INSTRUCTIONS FOR THE TASK ▸ Go through the data below and gather each line containing "SpanConfig".
═════ GIVEN RECORDS
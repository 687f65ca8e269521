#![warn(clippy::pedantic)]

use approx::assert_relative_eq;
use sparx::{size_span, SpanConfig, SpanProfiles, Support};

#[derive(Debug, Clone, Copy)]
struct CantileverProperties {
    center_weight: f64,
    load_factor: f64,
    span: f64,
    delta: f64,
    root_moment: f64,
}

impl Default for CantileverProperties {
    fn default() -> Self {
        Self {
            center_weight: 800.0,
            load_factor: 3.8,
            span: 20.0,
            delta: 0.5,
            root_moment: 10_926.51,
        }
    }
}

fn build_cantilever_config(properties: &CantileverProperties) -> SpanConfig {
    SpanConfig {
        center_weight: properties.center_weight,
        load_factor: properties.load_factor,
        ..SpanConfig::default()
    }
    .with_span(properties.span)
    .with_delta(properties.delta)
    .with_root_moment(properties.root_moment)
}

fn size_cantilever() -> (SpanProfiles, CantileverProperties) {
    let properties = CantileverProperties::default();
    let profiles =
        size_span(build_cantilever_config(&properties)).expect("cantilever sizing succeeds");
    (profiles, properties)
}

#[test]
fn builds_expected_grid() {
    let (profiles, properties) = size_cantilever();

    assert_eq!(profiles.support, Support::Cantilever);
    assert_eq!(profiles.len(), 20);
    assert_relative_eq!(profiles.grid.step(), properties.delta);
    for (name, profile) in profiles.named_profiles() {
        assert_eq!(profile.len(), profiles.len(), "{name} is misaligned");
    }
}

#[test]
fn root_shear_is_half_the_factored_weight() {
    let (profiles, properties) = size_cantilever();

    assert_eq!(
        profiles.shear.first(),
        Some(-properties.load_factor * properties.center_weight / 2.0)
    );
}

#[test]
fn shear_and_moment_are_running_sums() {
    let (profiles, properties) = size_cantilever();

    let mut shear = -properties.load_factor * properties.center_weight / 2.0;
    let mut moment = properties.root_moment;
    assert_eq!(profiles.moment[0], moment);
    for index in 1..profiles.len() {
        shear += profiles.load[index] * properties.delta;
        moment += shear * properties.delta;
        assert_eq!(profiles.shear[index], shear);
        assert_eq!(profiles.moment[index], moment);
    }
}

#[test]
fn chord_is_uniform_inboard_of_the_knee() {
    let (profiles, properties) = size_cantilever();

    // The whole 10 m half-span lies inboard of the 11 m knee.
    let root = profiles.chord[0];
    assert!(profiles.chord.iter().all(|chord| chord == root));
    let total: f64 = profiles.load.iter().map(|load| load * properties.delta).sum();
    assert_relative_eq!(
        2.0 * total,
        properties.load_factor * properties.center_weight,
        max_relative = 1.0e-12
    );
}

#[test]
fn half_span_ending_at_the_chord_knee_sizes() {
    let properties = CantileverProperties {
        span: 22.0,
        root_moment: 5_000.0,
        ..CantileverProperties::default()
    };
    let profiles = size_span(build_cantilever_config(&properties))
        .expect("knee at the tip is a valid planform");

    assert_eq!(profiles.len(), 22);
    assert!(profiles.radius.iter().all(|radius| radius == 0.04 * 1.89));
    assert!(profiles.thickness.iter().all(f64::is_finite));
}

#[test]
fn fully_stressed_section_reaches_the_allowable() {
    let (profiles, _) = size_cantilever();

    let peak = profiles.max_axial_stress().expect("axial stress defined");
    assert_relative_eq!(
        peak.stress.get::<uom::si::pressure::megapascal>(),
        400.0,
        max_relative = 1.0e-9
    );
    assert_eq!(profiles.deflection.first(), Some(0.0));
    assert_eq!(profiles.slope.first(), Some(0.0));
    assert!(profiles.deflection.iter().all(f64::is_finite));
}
══════════
═════ GIVEN RECORDS
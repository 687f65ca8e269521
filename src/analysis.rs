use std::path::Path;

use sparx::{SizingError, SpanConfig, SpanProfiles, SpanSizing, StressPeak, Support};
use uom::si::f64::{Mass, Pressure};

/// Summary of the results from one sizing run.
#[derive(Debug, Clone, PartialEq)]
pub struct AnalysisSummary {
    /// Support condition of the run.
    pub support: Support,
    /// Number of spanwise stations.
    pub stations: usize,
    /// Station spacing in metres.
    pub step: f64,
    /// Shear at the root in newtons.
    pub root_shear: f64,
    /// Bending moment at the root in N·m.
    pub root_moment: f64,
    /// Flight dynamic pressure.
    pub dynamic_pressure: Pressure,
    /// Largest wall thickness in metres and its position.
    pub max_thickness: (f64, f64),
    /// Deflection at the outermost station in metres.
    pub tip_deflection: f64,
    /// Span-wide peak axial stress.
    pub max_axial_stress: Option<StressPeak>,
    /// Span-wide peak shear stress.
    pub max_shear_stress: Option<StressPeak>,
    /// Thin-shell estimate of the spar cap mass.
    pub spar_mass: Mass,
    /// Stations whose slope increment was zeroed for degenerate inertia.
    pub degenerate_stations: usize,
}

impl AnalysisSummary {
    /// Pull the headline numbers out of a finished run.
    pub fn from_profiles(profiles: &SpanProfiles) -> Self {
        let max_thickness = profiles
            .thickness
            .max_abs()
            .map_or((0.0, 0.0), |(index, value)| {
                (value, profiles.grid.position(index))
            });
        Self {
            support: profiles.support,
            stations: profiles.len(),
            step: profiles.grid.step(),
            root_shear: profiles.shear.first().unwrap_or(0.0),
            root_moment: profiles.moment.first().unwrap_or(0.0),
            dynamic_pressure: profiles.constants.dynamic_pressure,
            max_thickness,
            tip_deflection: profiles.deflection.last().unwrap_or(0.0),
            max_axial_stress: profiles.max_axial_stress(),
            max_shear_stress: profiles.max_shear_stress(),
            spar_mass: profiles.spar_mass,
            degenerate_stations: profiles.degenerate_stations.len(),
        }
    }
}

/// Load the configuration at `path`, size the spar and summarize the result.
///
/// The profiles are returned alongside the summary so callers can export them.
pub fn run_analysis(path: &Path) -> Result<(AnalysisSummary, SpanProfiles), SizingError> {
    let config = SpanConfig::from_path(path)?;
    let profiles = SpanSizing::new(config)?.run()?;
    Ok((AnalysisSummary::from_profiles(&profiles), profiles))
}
══════════
SOLUTION FOR THIS EXERCISE ▸
use sparx::{size_span, SpanConfig, SpanProfiles, Support};
fn build_cantilever_config(properties: &CantileverProperties) -> SpanConfig {
    SpanConfig {
        ..SpanConfig::default()
use sparx::{SizingError, SpanConfig, SpanProfiles, SpanSizing, StressPeak, Support};
    let config = SpanConfig::from_path(path)?;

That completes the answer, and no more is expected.